» Supplied records:
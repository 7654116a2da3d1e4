//! Scene files
//!
//! A scene file is a pretty-printed JSON array of object records:
//!
//! ```json
//! [
//!   { "type": "cube", "color": "#00aaff",
//!     "pos": { "x": 0.0, "y": 5.0, "z": 0.0 },
//!     "scale": { "x": 1.0, "y": 1.0, "z": 1.0 } }
//! ]
//! ```
//!
//! Loading is all-or-nothing: the file is read, parsed and validated before
//! the world is touched.

use serde::{Deserialize, Serialize};
use std::fs;
use std::io;
use std::path::Path;

use log::info;
use sandbox_math::Vec3;

use crate::object::{Color, ObjectKind};
use crate::scene_validator::{SceneValidator, ValidationError};
use crate::world::{ObjectKey, World};

/// `{x, y, z}` as written in scene files
#[derive(Clone, Copy, Debug, PartialEq, Serialize, Deserialize)]
pub struct SavedVec3 {
    pub x: f32,
    pub y: f32,
    pub z: f32,
}

impl From<Vec3> for SavedVec3 {
    fn from(v: Vec3) -> Self {
        Self { x: v.x, y: v.y, z: v.z }
    }
}

impl From<SavedVec3> for Vec3 {
    fn from(v: SavedVec3) -> Self {
        Vec3::new(v.x, v.y, v.z)
    }
}

/// One object in a scene file
#[derive(Clone, Debug, PartialEq, Serialize, Deserialize)]
pub struct SavedObject {
    #[serde(rename = "type")]
    pub kind: ObjectKind,
    pub color: Color,
    pub pos: SavedVec3,
    pub scale: SavedVec3,
}

/// The object list of a scene file
#[derive(Clone, Debug, Default, PartialEq)]
pub struct Scene {
    pub objects: Vec<SavedObject>,
}

impl Scene {
    /// Snapshot every object in the world
    ///
    /// Positions come from the bodies so a save reflects the latest step.
    pub fn from_world(world: &World) -> Self {
        let objects = world
            .iter()
            .map(|(_key, object)| {
                let position = world
                    .physics()
                    .get_body(object.body)
                    .map(|b| b.position)
                    .unwrap_or(object.transform.position);
                SavedObject {
                    kind: object.kind,
                    color: object.material.base_color,
                    pos: position.into(),
                    scale: object.transform.scale.into(),
                }
            })
            .collect();
        Self { objects }
    }

    /// Parse a scene from JSON text
    ///
    /// The top level must be an array.
    pub fn from_json(text: &str) -> Result<Self, SceneLoadError> {
        let value: serde_json::Value = serde_json::from_str(text)?;
        if !value.is_array() {
            return Err(SceneLoadError::Validation(vec![ValidationError::NotAnArray]));
        }
        let objects = serde_json::from_value(value)?;
        Ok(Self { objects })
    }

    pub fn to_json(&self) -> Result<String, SceneSaveError> {
        Ok(serde_json::to_string_pretty(&self.objects)?)
    }

    /// Load and parse a scene file
    pub fn load<P: AsRef<Path>>(path: P) -> Result<Self, SceneLoadError> {
        let contents = fs::read_to_string(path)?;
        Self::from_json(&contents)
    }

    /// Save the scene as pretty JSON
    pub fn save<P: AsRef<Path>>(&self, path: P) -> Result<(), SceneSaveError> {
        let contents = self.to_json()?;
        fs::write(path, contents)?;
        Ok(())
    }

    /// Replace the world's objects with this scene's
    ///
    /// The scene is validated against the world's object limit first; on
    /// error the world is left untouched.
    pub fn apply(&self, world: &mut World) -> Result<Vec<ObjectKey>, SceneLoadError> {
        SceneValidator::validate_or_error(self, world.max_objects()).map_err(SceneLoadError::Validation)?;

        world.clear();
        let mut keys = Vec::with_capacity(self.objects.len());
        for saved in &self.objects {
            // Validation guarantees room for every record
            let key = world
                .spawn_scaled(saved.kind, saved.color, saved.pos.into(), saved.scale.into())
                .map_err(|e| SceneLoadError::Validation(vec![ValidationError::Spawn(e.to_string())]))?;
            keys.push(key);
        }
        info!("Loaded scene with {} objects", keys.len());
        Ok(keys)
    }
}

/// Save every object in `world` to `path`
pub fn save_world<P: AsRef<Path>>(world: &World, path: P) -> Result<usize, SceneSaveError> {
    let scene = Scene::from_world(world);
    scene.save(&path)?;
    info!("Saved {} objects to {}", scene.objects.len(), path.as_ref().display());
    Ok(scene.objects.len())
}

/// Load `path` into `world`, replacing its objects
pub fn load_world<P: AsRef<Path>>(world: &mut World, path: P) -> Result<usize, SceneLoadError> {
    let scene = Scene::load(path)?;
    Ok(scene.apply(world)?.len())
}

/// Error loading a scene
#[derive(Debug)]
pub enum SceneLoadError {
    /// IO error (file not found, permission denied, etc.)
    Io(io::Error),
    /// Invalid JSON, unknown object type or bad color
    Parse(serde_json::Error),
    /// Well-formed but unacceptable contents
    Validation(Vec<ValidationError>),
}

impl From<io::Error> for SceneLoadError {
    fn from(e: io::Error) -> Self {
        SceneLoadError::Io(e)
    }
}

impl From<serde_json::Error> for SceneLoadError {
    fn from(e: serde_json::Error) -> Self {
        SceneLoadError::Parse(e)
    }
}

impl std::fmt::Display for SceneLoadError {
    fn fmt(&self, f: &mut std::fmt::Formatter<'_>) -> std::fmt::Result {
        match self {
            SceneLoadError::Io(e) => write!(f, "IO error: {}", e),
            SceneLoadError::Parse(e) => write!(f, "Parse error: {}", e),
            SceneLoadError::Validation(errors) => {
                write!(f, "Invalid scene: ")?;
                for (i, e) in errors.iter().enumerate() {
                    if i > 0 {
                        write!(f, "; ")?;
                    }
                    write!(f, "{}", e)?;
                }
                Ok(())
            }
        }
    }
}

impl std::error::Error for SceneLoadError {
    fn source(&self) -> Option<&(dyn std::error::Error + 'static)> {
        match self {
            SceneLoadError::Io(e) => Some(e),
            SceneLoadError::Parse(e) => Some(e),
            SceneLoadError::Validation(_) => None,
        }
    }
}

/// Error saving a scene
#[derive(Debug)]
pub enum SceneSaveError {
    /// IO error (permission denied, disk full, etc.)
    Io(io::Error),
    Serialize(serde_json::Error),
}

impl From<io::Error> for SceneSaveError {
    fn from(e: io::Error) -> Self {
        SceneSaveError::Io(e)
    }
}

impl From<serde_json::Error> for SceneSaveError {
    fn from(e: serde_json::Error) -> Self {
        SceneSaveError::Serialize(e)
    }
}

impl std::fmt::Display for SceneSaveError {
    fn fmt(&self, f: &mut std::fmt::Formatter<'_>) -> std::fmt::Result {
        match self {
            SceneSaveError::Io(e) => write!(f, "IO error: {}", e),
            SceneSaveError::Serialize(e) => write!(f, "Serialization error: {}", e),
        }
    }
}

impl std::error::Error for SceneSaveError {}

#[cfg(test)]
mod tests {
    use super::*;

    const SAMPLE: &str = r##"[
        {"type": "cube", "color": "#ff0000", "pos": {"x": 1, "y": 5.1, "z": 2}, "scale": {"x": 1, "y": 2, "z": 1}},
        {"type": "wall", "color": "#00ff00", "pos": {"x": -10, "y": 5, "z": 0}, "scale": {"x": 4, "y": 1, "z": 1}}
    ]"##;

    #[test]
    fn test_parse_sample() {
        let scene = Scene::from_json(SAMPLE).unwrap();
        assert_eq!(scene.objects.len(), 2);
        assert_eq!(scene.objects[0].kind, ObjectKind::Cube);
        assert_eq!(scene.objects[1].color, Color::rgb(0, 255, 0));
        assert_eq!(scene.objects[0].scale.y, 2.0);
    }

    #[test]
    fn test_written_field_names() {
        let scene = Scene::from_json(SAMPLE).unwrap();
        let json = scene.to_json().unwrap();
        let value: serde_json::Value = serde_json::from_str(&json).unwrap();
        let first = &value[0];
        assert_eq!(first["type"], "cube");
        assert_eq!(first["color"], "#ff0000");
        assert_eq!(first["pos"]["z"], 2.0);
        assert_eq!(first["scale"]["y"], 2.0);
    }

    #[test]
    fn test_non_array_rejected() {
        let err = Scene::from_json(r#"{"type": "cube"}"#).unwrap_err();
        assert!(matches!(err, SceneLoadError::Validation(ref v) if v == &[ValidationError::NotAnArray]));
    }

    #[test]
    fn test_unknown_type_is_parse_error() {
        let text = r##"[{"type": "cone", "color": "#ffffff", "pos": {"x":0,"y":0,"z":0}, "scale": {"x":1,"y":1,"z":1}}]"##;
        assert!(matches!(Scene::from_json(text), Err(SceneLoadError::Parse(_))));
    }

    #[test]
    fn test_missing_field_is_parse_error() {
        let text = r##"[{"type": "cube", "color": "#ffffff", "pos": {"x":0,"y":0,"z":0}}]"##;
        assert!(matches!(Scene::from_json(text), Err(SceneLoadError::Parse(_))));
    }

    #[test]
    fn test_malformed_json_is_parse_error() {
        assert!(matches!(Scene::from_json("[{"), Err(SceneLoadError::Parse(_))));
    }

    #[test]
    fn test_apply_replaces_world() {
        let mut world = World::new();
        world.spawn(ObjectKind::Sphere, Color::WHITE, Vec3::new(50.0, 5.0, 0.0)).unwrap();

        let keys = Scene::from_json(SAMPLE).unwrap().apply(&mut world).unwrap();
        assert_eq!(keys.len(), 2);
        assert_eq!(world.len(), 2);
        assert_eq!(world.physics().body_count(), 2);
        let wall = world.get(keys[1]).unwrap();
        assert_eq!(wall.kind, ObjectKind::Wall);
        assert_eq!(wall.transform.scale, Vec3::new(4.0, 1.0, 1.0));
    }

    #[test]
    fn test_apply_over_limit_leaves_world_alone() {
        let mut world = World::new().with_max_objects(1);
        let existing = world.spawn(ObjectKind::Sphere, Color::WHITE, Vec3::ZERO).unwrap();

        let err = Scene::from_json(SAMPLE).unwrap().apply(&mut world).unwrap_err();
        assert!(matches!(err, SceneLoadError::Validation(_)));
        assert_eq!(world.len(), 1);
        assert!(world.get(existing).is_some());
    }

    #[test]
    fn test_empty_array_clears_world() {
        let mut world = World::new();
        world.spawn(ObjectKind::Cube, Color::WHITE, Vec3::ZERO).unwrap();
        Scene::from_json("[]").unwrap().apply(&mut world).unwrap();
        assert!(world.is_empty());
    }
}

» What the task requires: Select every line of the records holding the string "path".

» Result for this task:
use std::path::Path;
    pub fn load<P: AsRef<Path>>(path: P) -> Result<Self, SceneLoadError> {
        let contents = fs::read_to_string(path)?;
    pub fn save<P: AsRef<Path>>(&self, path: P) -> Result<(), SceneSaveError> {
        fs::write(path, contents)?;
/// Save every object in `world` to `path`
pub fn save_world<P: AsRef<Path>>(world: &World, path: P) -> Result<usize, SceneSaveError> {
    scene.save(&path)?;
    info!("Saved {} objects to {}", scene.objects.len(), path.as_ref().display());
/// Load `path` into `world`, replacing its objects
pub fn load_world<P: AsRef<Path>>(world: &mut World, path: P) -> Result<usize, SceneLoadError> {
    let scene = Scene::load(path)?;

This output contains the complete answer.